::: Task inputs

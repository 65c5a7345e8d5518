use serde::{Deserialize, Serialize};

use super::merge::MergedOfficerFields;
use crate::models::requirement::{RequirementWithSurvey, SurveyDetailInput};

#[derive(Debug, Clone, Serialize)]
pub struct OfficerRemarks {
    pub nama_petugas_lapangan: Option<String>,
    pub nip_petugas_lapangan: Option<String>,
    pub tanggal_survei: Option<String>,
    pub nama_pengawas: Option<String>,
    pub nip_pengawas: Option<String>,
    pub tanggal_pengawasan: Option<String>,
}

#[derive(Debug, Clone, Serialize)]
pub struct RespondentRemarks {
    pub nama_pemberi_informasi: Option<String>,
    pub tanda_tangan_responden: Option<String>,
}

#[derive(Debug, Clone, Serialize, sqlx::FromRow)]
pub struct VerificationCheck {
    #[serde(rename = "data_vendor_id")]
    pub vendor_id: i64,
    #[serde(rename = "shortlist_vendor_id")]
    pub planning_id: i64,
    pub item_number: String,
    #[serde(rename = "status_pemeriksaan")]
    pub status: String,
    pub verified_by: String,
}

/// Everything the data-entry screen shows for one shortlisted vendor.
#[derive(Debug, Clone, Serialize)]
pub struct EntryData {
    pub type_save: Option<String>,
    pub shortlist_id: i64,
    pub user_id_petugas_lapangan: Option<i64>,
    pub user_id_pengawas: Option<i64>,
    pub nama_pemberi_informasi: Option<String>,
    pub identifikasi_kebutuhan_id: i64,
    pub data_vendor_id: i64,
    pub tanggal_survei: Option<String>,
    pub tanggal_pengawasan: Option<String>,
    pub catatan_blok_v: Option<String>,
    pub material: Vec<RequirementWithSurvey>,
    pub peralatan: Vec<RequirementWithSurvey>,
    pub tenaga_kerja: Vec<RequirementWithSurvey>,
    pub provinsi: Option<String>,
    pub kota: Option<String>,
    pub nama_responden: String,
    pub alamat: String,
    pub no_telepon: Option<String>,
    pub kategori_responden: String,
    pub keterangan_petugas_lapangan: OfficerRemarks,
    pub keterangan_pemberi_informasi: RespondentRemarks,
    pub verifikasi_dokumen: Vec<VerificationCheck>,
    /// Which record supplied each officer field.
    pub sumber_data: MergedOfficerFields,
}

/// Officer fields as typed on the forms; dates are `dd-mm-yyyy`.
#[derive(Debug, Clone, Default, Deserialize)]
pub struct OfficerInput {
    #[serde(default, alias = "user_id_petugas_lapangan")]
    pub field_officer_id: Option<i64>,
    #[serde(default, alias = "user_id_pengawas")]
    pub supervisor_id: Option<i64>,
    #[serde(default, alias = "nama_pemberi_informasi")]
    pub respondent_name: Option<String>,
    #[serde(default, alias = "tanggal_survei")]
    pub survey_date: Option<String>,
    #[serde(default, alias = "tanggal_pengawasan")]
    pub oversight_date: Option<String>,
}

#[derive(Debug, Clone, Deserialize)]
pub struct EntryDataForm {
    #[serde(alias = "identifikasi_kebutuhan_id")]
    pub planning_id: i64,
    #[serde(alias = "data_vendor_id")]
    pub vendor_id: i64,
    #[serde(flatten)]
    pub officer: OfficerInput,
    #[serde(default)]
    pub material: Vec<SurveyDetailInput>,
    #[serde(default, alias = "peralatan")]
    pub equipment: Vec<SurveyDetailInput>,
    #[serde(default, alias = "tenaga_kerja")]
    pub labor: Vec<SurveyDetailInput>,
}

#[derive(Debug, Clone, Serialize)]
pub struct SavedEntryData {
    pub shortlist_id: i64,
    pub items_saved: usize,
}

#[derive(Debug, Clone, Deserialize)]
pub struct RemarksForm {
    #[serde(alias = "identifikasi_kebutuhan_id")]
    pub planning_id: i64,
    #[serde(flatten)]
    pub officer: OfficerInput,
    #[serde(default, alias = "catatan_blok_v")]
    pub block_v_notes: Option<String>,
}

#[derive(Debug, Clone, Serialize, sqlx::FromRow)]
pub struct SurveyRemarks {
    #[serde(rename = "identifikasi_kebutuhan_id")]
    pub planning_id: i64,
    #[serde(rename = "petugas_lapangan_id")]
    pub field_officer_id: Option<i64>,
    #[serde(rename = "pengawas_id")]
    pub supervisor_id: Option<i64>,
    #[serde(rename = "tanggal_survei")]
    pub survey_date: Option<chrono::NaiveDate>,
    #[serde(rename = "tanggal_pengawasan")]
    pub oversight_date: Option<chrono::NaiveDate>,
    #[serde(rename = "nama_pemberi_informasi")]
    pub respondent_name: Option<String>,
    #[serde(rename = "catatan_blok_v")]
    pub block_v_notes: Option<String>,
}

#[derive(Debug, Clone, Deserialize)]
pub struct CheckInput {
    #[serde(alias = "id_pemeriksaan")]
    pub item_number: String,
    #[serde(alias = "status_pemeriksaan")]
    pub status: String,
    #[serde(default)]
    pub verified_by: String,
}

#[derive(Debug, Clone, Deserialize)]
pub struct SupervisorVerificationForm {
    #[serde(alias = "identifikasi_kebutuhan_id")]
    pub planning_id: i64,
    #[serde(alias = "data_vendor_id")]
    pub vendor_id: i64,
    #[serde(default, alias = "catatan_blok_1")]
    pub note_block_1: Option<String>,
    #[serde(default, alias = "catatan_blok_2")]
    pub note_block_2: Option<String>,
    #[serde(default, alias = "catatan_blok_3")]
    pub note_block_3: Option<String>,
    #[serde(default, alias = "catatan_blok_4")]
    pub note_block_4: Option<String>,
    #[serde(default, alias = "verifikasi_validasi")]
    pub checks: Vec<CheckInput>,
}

::::::
::: Task inputs

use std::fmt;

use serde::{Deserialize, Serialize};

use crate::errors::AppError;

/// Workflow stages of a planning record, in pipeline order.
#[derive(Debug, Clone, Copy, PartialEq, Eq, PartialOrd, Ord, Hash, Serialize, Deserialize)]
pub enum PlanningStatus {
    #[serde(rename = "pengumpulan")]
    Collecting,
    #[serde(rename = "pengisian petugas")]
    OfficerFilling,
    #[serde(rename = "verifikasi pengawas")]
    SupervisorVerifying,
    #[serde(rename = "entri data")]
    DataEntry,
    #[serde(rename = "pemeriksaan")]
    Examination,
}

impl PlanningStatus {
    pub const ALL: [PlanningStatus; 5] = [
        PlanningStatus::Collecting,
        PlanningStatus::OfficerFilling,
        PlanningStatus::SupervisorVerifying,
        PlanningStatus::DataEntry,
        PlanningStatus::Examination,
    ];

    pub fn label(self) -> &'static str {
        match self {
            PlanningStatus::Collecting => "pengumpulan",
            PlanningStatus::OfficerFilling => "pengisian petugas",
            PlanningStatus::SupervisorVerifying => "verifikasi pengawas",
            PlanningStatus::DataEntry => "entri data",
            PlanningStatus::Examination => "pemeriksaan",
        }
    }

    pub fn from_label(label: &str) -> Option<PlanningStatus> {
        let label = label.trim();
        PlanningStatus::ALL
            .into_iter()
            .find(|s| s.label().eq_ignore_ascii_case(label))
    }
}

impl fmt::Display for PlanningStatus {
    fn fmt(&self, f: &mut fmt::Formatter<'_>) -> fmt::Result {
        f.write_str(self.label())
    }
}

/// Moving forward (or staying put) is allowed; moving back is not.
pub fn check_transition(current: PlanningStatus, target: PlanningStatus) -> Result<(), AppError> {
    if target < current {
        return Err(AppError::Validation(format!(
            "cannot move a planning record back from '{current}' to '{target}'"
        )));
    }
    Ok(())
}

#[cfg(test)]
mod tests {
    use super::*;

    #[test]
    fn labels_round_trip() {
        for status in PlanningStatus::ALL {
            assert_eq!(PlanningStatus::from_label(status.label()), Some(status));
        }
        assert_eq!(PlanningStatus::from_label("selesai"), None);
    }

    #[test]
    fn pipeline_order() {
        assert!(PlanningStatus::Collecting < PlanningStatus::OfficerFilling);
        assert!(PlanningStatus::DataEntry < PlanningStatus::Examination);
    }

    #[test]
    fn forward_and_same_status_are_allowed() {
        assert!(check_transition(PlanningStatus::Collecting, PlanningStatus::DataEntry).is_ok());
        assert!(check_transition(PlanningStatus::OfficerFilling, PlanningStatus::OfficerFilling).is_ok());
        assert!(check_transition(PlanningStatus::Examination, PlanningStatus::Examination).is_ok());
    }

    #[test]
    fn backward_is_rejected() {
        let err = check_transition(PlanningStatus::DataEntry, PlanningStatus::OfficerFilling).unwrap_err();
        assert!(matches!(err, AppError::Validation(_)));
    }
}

::::::
::: Task inputs

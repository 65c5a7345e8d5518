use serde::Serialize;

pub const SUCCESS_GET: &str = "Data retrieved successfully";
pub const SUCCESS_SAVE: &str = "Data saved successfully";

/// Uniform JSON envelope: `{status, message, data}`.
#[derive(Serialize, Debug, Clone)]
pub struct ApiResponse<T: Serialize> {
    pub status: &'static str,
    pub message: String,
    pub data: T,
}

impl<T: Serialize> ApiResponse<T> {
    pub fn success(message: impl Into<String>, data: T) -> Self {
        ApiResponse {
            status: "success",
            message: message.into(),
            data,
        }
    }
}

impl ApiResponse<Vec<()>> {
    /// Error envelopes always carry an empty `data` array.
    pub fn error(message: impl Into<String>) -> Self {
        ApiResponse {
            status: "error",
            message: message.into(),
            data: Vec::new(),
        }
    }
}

::::::

Search the records above for the string "Result" and copy each line that holds it.

    fn fmt(&self, f: &mut fmt::Formatter<'_>) -> fmt::Result {
pub fn check_transition(current: PlanningStatus, target: PlanningStatus) -> Result<(), AppError> {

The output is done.